Crowder forced 7 turnovers total with 3 steals, 3 charges drawn, 1 other turnover forced, plus he gets 0.4 credit for his share of the team turnovers, so his first four lines add up to 7.4 turnovers forced – worth 7.4 points taken off the board.

As for forcing missed shots, Crowder blocked two shots, forced six misses, and gets 1.0 credit for his share of team misses to a total of 9, which takes a total of 6 points off the board.

And finally he grabbed 11 defensive rebounds, which takes 3.66 points off the board.

Mayo and Cadougan took 6 points off the board with their tough play against a phenomenal backcourt.

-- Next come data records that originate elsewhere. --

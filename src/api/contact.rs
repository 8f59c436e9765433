//! Contact form endpoints.

use axum::{extract::State, Json};

use super::{validate_email, ApiJson, ApiResult, MessageResponse, LIST_LIMIT};
use crate::models::{Contact, CreateContactRequest};
use crate::AppState;

const THANK_YOU: &str = "Thank you for your message. I'll get back to you soon!";

/// POST /api/contact - Store a contact form submission.
pub async fn submit_contact(
    State(state): State<AppState>,
    ApiJson(request): ApiJson<CreateContactRequest>,
) -> ApiResult<MessageResponse> {
    let email = validate_email(&request.email)?;

    let contact = Contact::new(request, email);
    state.repo.create_contact(&contact).await?;

    tracing::info!(email = %contact.email, id = %contact.id, "New contact form submission");
    Ok(Json(MessageResponse::new(THANK_YOU)))
}

/// GET /api/contacts - All submissions, newest first.
///
/// Intended for the site owner; like the other write/admin routes it is not
/// authenticated.
pub async fn list_contacts(State(state): State<AppState>) -> ApiResult<Vec<Contact>> {
    let contacts = state.repo.list_contacts(LIST_LIMIT).await?;
    Ok(Json(contacts))
}
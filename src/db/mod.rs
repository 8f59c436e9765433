//! Database module for SQLite persistence.
//!
//! Each content collection is one table. Bilingual fields live in JSON text columns and
//! timestamps in fixed-width RFC 3339 text, so ordering by them is chronological.

mod repository;
pub mod seed;

pub use repository::*;

use sqlx::sqlite::{SqliteConnectOptions, SqlitePool, SqlitePoolOptions};
use std::path::Path;
use std::str::FromStr;

/// Initialize the database connection pool and run migrations.
pub async fn init_database(db_path: &Path, max_connections: u32) -> Result<SqlitePool, sqlx::Error> {
    // Ensure the parent directory exists
    if let Some(parent) = db_path.parent() {
        if let Err(e) = tokio::fs::create_dir_all(parent).await {
            tracing::warn!("Failed to create database directory {:?}: {}", parent, e);
        }
    }

    let db_url = format!("sqlite:{}?mode=rwc", db_path.display());

    let options = SqliteConnectOptions::from_str(&db_url)?
        .create_if_missing(true)
        .journal_mode(sqlx::sqlite::SqliteJournalMode::Wal)
        .synchronous(sqlx::sqlite::SqliteSynchronous::Normal)
        .busy_timeout(std::time::Duration::from_secs(30));

    let pool = SqlitePoolOptions::new()
        .max_connections(max_connections.max(1))
        .connect_with(options)
        .await?;

    run_migrations(&pool).await?;

    Ok(pool)
}

/// Run database migrations.
async fn run_migrations(pool: &SqlitePool) -> Result<(), sqlx::Error> {
    // `singleton` pins the table to a single row; upserts conflict on it.
    sqlx::query(
        r#"
        CREATE TABLE IF NOT EXISTS portfolio (
            singleton INTEGER PRIMARY KEY CHECK (singleton = 1),
            id TEXT NOT NULL UNIQUE,
            personal_info TEXT NOT NULL,
            home TEXT NOT NULL,
            about TEXT NOT NULL,
            created_at TEXT NOT NULL,
            updated_at TEXT NOT NULL
        );
        "#,
    )
    .execute(pool)
    .await?;

    sqlx::query(
        r#"
        CREATE TABLE IF NOT EXISTS timeline (
            id TEXT PRIMARY KEY,
            year TEXT NOT NULL,
            title TEXT NOT NULL,
            company TEXT NOT NULL,
            description TEXT NOT NULL,
            sort_order INTEGER NOT NULL,
            created_at TEXT NOT NULL
        );
        "#,
    )
    .execute(pool)
    .await?;

    sqlx::query(
        r#"
        CREATE TABLE IF NOT EXISTS projects (
            id TEXT PRIMARY KEY,
            title TEXT NOT NULL,
            description TEXT NOT NULL,
            technologies TEXT NOT NULL,
            github TEXT NOT NULL,
            live_url TEXT,
            featured INTEGER NOT NULL DEFAULT 0,
            sort_order INTEGER NOT NULL DEFAULT 0,
            created_at TEXT NOT NULL
        );
        "#,
    )
    .execute(pool)
    .await?;

    sqlx::query(
        r#"
        CREATE TABLE IF NOT EXISTS blog_posts (
            id TEXT PRIMARY KEY,
            title TEXT NOT NULL,
            excerpt TEXT NOT NULL,
            content TEXT NOT NULL,
            slug TEXT NOT NULL,
            category TEXT NOT NULL,
            read_time TEXT NOT NULL,
            published INTEGER NOT NULL DEFAULT 0,
            published_at TEXT,
            created_at TEXT NOT NULL,
            updated_at TEXT NOT NULL
        );
        "#,
    )
    .execute(pool)
    .await?;

    sqlx::query(
        r#"
        CREATE TABLE IF NOT EXISTS contacts (
            id TEXT PRIMARY KEY,
            name TEXT NOT NULL,
            email TEXT NOT NULL,
            subject TEXT NOT NULL,
            message TEXT NOT NULL,
            read INTEGER NOT NULL DEFAULT 0,
            submitted_at TEXT NOT NULL
        );
        "#,
    )
    .execute(pool)
    .await?;

    sqlx::query(
        r#"
        CREATE TABLE IF NOT EXISTS newsletter (
            id TEXT PRIMARY KEY,
            email TEXT NOT NULL UNIQUE COLLATE NOCASE,
            subscribed INTEGER NOT NULL DEFAULT 1,
            subscribed_at TEXT NOT NULL,
            unsubscribed_at TEXT
        );
        "#,
    )
    .execute(pool)
    .await?;

    // Create indexes for common queries
    sqlx::query(
        r#"
        CREATE INDEX IF NOT EXISTS idx_timeline_order ON timeline(sort_order);
        CREATE INDEX IF NOT EXISTS idx_projects_order ON projects(sort_order);
        CREATE INDEX IF NOT EXISTS idx_blog_published ON blog_posts(published, published_at);
        CREATE INDEX IF NOT EXISTS idx_contacts_submitted_at ON contacts(submitted_at);
        CREATE INDEX IF NOT EXISTS idx_newsletter_subscribed ON newsletter(subscribed);
        "#,
    )
    .execute(pool)
    .await?;

    Ok(())
}

#[cfg(test)]
mod tests {
    use super::*;
    use tempfile::TempDir;

    #[tokio::test]
    async fn test_init_creates_missing_directories() {
        let temp_dir = TempDir::new().unwrap();
        let db_path = temp_dir.path().join("nested/data/portfolio.sqlite");

        let pool = init_database(&db_path, 1).await.unwrap();
        assert!(db_path.exists());
        pool.close().await;
    }

    #[tokio::test]
    async fn test_init_fails_when_directory_cannot_be_created() {
        let temp_dir = TempDir::new().unwrap();
        let blocker = temp_dir.path().join("blocker");
        std::fs::write(&blocker, b"not a directory").unwrap();

        let result = init_database(&blocker.join("portfolio.sqlite"), 1).await;
        assert!(result.is_err());
    }
}
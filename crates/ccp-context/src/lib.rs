//! CCP Context Reduction - shrinking conversation context under a token budget
//!
//! This crate provides:
//! - Whitespace token counting and usage accounting
//! - The `ContextReducer` contract and its truncating reference strategy
//! - A once-only warm-up wrapper for reducers with expensive setup

pub mod error;
pub mod reducer;
pub mod tokens;

pub use error::{ContextError, ContextResult};
pub use reducer::{ContextReducer, Prepared, TruncatingReducer, DEFAULT_MAX_TOKENS};
pub use tokens::{count_tokens, truncate_tokens, TokenUsage};

/// Prelude for common imports
pub mod prelude {
    pub use crate::error::{ContextError, ContextResult};
    pub use crate::reducer::{ContextReducer, Prepared, TruncatingReducer};
    pub use crate::tokens::TokenUsage;
}
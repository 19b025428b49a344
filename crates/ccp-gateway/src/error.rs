//! Gateway error types

use std::time::Duration;

use axum::{
    http::{header, HeaderValue, StatusCode},
    response::{IntoResponse, Response},
    Json,
};
use ccp_protocol::ProtocolError;
use ccp_runtime::UpstreamError;
use serde_json::json;
use thiserror::Error;

use crate::auth::AuthError;

/// Terminal failures of a proxied request. None of them are retried.
#[derive(Debug, Error)]
pub enum GatewayError {
    #[error(transparent)]
    Unauthorized(#[from] AuthError),

    #[error("rate limit exceeded")]
    RateLimited { retry_after: Option<Duration> },

    #[error(transparent)]
    InvalidRequest(#[from] ProtocolError),

    #[error("upstream unavailable: {0}")]
    Upstream(#[from] UpstreamError),

    #[error("internal error: {0}")]
    Internal(String),
}

impl GatewayError {
    pub fn status(&self) -> StatusCode {
        match self {
            GatewayError::Unauthorized(_) => StatusCode::UNAUTHORIZED,
            GatewayError::RateLimited { .. } => StatusCode::TOO_MANY_REQUESTS,
            GatewayError::InvalidRequest(_) => StatusCode::BAD_REQUEST,
            GatewayError::Upstream(_) => StatusCode::BAD_GATEWAY,
            GatewayError::Internal(_) => StatusCode::INTERNAL_SERVER_ERROR,
        }
    }
}

/// Whole seconds for a `Retry-After` header, rounded up and never zero.
fn retry_after_secs(retry_after: Duration) -> u64 {
    let secs = retry_after.as_secs() + u64::from(retry_after.subsec_nanos() > 0);
    secs.max(1)
}

impl IntoResponse for GatewayError {
    fn into_response(self) -> Response {
        let status = self.status();
        let message = match &self {
            // Never reveal whether a key was missing or unknown.
            GatewayError::Unauthorized(_) => "Invalid API key".to_string(),
            GatewayError::RateLimited { .. } => "Rate limit exceeded".to_string(),
            GatewayError::InvalidRequest(err) => err.to_string(),
            GatewayError::Upstream(_) => "Upstream unavailable".to_string(),
            GatewayError::Internal(_) => "Internal error".to_string(),
        };

        let mut response = (status, Json(json!({ "error": message }))).into_response();

        if let GatewayError::RateLimited {
            retry_after: Some(retry_after),
        } = self
        {
            response.headers_mut().insert(
                header::RETRY_AFTER,
                HeaderValue::from(retry_after_secs(retry_after)),
            );
        }

        response
    }
}

pub type GatewayResult<T> = Result<T, GatewayError>;
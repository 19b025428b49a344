//! Per-identity sliding-window rate limiting
//!
//! Each identity owns a queue of request timestamps covering the trailing
//! window. The outer map is only write-locked when a new identity shows up;
//! the purge-check-append sequence runs under that identity's own mutex, so
//! unrelated callers never wait on each other.
//!
//! Windows are created lazily and never evicted: the map grows with the
//! number of distinct credentials seen during the process lifetime.

use std::collections::{HashMap, VecDeque};
use std::sync::{Arc, Mutex, PoisonError, RwLock};
use std::time::{Duration, Instant};

use tracing::debug;

/// Width of the sliding window.
pub const WINDOW: Duration = Duration::from_secs(60);

type Window = Arc<Mutex<VecDeque<Instant>>>;

/// Outcome of an admission check.
#[derive(Debug, Clone, Copy, PartialEq, Eq)]
pub enum Admission {
    Admitted,
    /// `retry_after` is how long until the oldest recorded request leaves
    /// the window; `None` when the capacity is zero.
    Throttled { retry_after: Option<Duration> },
}

#[derive(Debug)]
pub struct SlidingWindowLimiter {
    capacity: usize,
    window: Duration,
    windows: RwLock<HashMap<String, Window>>,
}

impl SlidingWindowLimiter {
    pub fn new(capacity: usize) -> Self {
        Self::with_window(capacity, WINDOW)
    }

    pub fn with_window(capacity: usize, window: Duration) -> Self {
        Self {
            capacity,
            window,
            windows: RwLock::new(HashMap::new()),
        }
    }

    pub fn capacity(&self) -> usize {
        self.capacity
    }

    /// Check and record a request for `key` at the current instant.
    pub fn admit(&self, key: &str) -> Admission {
        self.admit_at(key, Instant::now())
    }

    /// Check and record a request for `key` at `now`.
    pub fn admit_at(&self, key: &str, now: Instant) -> Admission {
        let window = self.window_for(key);
        let mut timestamps = window.lock().unwrap_or_else(PoisonError::into_inner);

        while let Some(oldest) = timestamps.front() {
            if now.saturating_duration_since(*oldest) > self.window {
                timestamps.pop_front();
            } else {
                break;
            }
        }

        if timestamps.len() >= self.capacity {
            let retry_after = timestamps
                .front()
                .map(|oldest| self.window.saturating_sub(now.saturating_duration_since(*oldest)));
            return Admission::Throttled { retry_after };
        }

        timestamps.push_back(now);
        Admission::Admitted
    }

    /// Number of identities with a window, including idle ones.
    pub fn tracked_identities(&self) -> usize {
        self.windows
            .read()
            .unwrap_or_else(PoisonError::into_inner)
            .len()
    }

    fn window_for(&self, key: &str) -> Window {
        if let Some(window) = self
            .windows
            .read()
            .unwrap_or_else(PoisonError::into_inner)
            .get(key)
        {
            return Arc::clone(window);
        }

        let mut windows = self.windows.write().unwrap_or_else(PoisonError::into_inner);
        let window = Arc::clone(windows.entry(key.to_string()).or_default());
        debug!(tracked = windows.len(), "created rate-limit window");
        window
    }
}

After Chris Otule was injured, MU struggled for several games and dropped to around the 50th best defense in the country. Since then they have climbed in Pomeroy and now calculate as the 16th best defense as a team that would give up an average of 0.895 points per trip to an average offense. Murray State is very well above average at 1.057 points per trip if they played an average defense, so put them together and you would have expected Murray State to score 0.939 points per trip down the court.

Murray St Offense1.057
Marquette Def0.895
Predicted game0.939
Actual 0.726

As Rob has documented, it almost always takes a top 20 defense to make a Final Four run, and the fact is Marquette has the 16th best defense in the country but played yesterday like by far the best defense in the country.

Gardner part of 5-player offense against rugged Murray State defense

I did not track the specific turnovers forced and stops for Murray State’s defense, but they obviously played fantastic as well. Murray State is just behind Marquette with the 22nd best defense in the land, and help MU to 0.849 points per trip. Blue and J. Wilson really struggled on offense against the tough defense, but if we look at the NBA Efficiency model just for offensive figures from the game we see that the offense/defense substitutions netted solid efforts from Mayo and Gardner to provide a lot of support.

Jae Crowder, F39 6 13 1 5 4 7 22117 10
Darius Johnson-Odom, G38 6 14 1 6 4 6 01017 8
Junior Cadougan, G37 3 7 - - 2 2 0418 7
Todd Mayo, G25 2 7 2 3 2 2 1338 4
Davante Gardner, F12 2 4 - - 2 2 0016 3
Juan Anderson, F10000000000 -
Derrick Wilson, G10000000000 -
Vander Blue, G18 1 5 - - 2 2 1144 (2)
Jamil Wilson, F29 1 5 - 1 - - 1022 (3)
Total200215541516215111262 27

Marquette is going to need a third offensive threat in Sweet 16 play, and while Crowder and DJO both had strong offensive performances – MU had the options.

Juniors 4-to-1 assist-to-turnovers against such a talented backcourt is phenomenal, and his ability to drive to the hoop for some baskets and hit the two clutch free throws to wrap up the win cannot be overestimated. While no one shot over 50% from the floor, our three upper classman were very solid offensively.

But Gardner and Mayo may have been the two most clutch offensive players when you look at when they made their big contributions. Mayo hit the two early treys when MU could have fallen way behind, and then he came back to draw the crucial foul to stop the bleeding.

Davante was overpowering as always in getting his 6 points playing on one leg and for just 12 minutes.

To have five players fight through a very tough defense to all contribute, on the same day as we turn in what I would argue is the best defensive performance since Pomeroy started tracking numbers in 2003 is a very good place to be heading out to Phoenix for the Sweet 16 to play the Florida-Norfolk State winner and then perhaps Michigan State for a chance at the Final Four.

The fact that we now know that Marquette spent the last couple of months finishing second place in a Big East Conference that is now 10-3 in the NCAA tournament and will have between three and six Sweet 16 teams is a good sign indeed. It may be a good time to dream big.


markedman said...

Good stuff as always but one question. If the goal is to rate the quality of defense played why does a "team stop" give everybody credit just because a guy missed an open shot?

Getting open shots is the goal of offense. If a guy misses an unguarded shot it's just good fortune unless the guy who misses was intentionally left open to intice him to shoot.

Anonymous said...

Early in the game I noticed that the Murray State offense couldn't get anything going offensively and they were jacking up three from beyond NBC distance.
That counts as a team stop in my mind.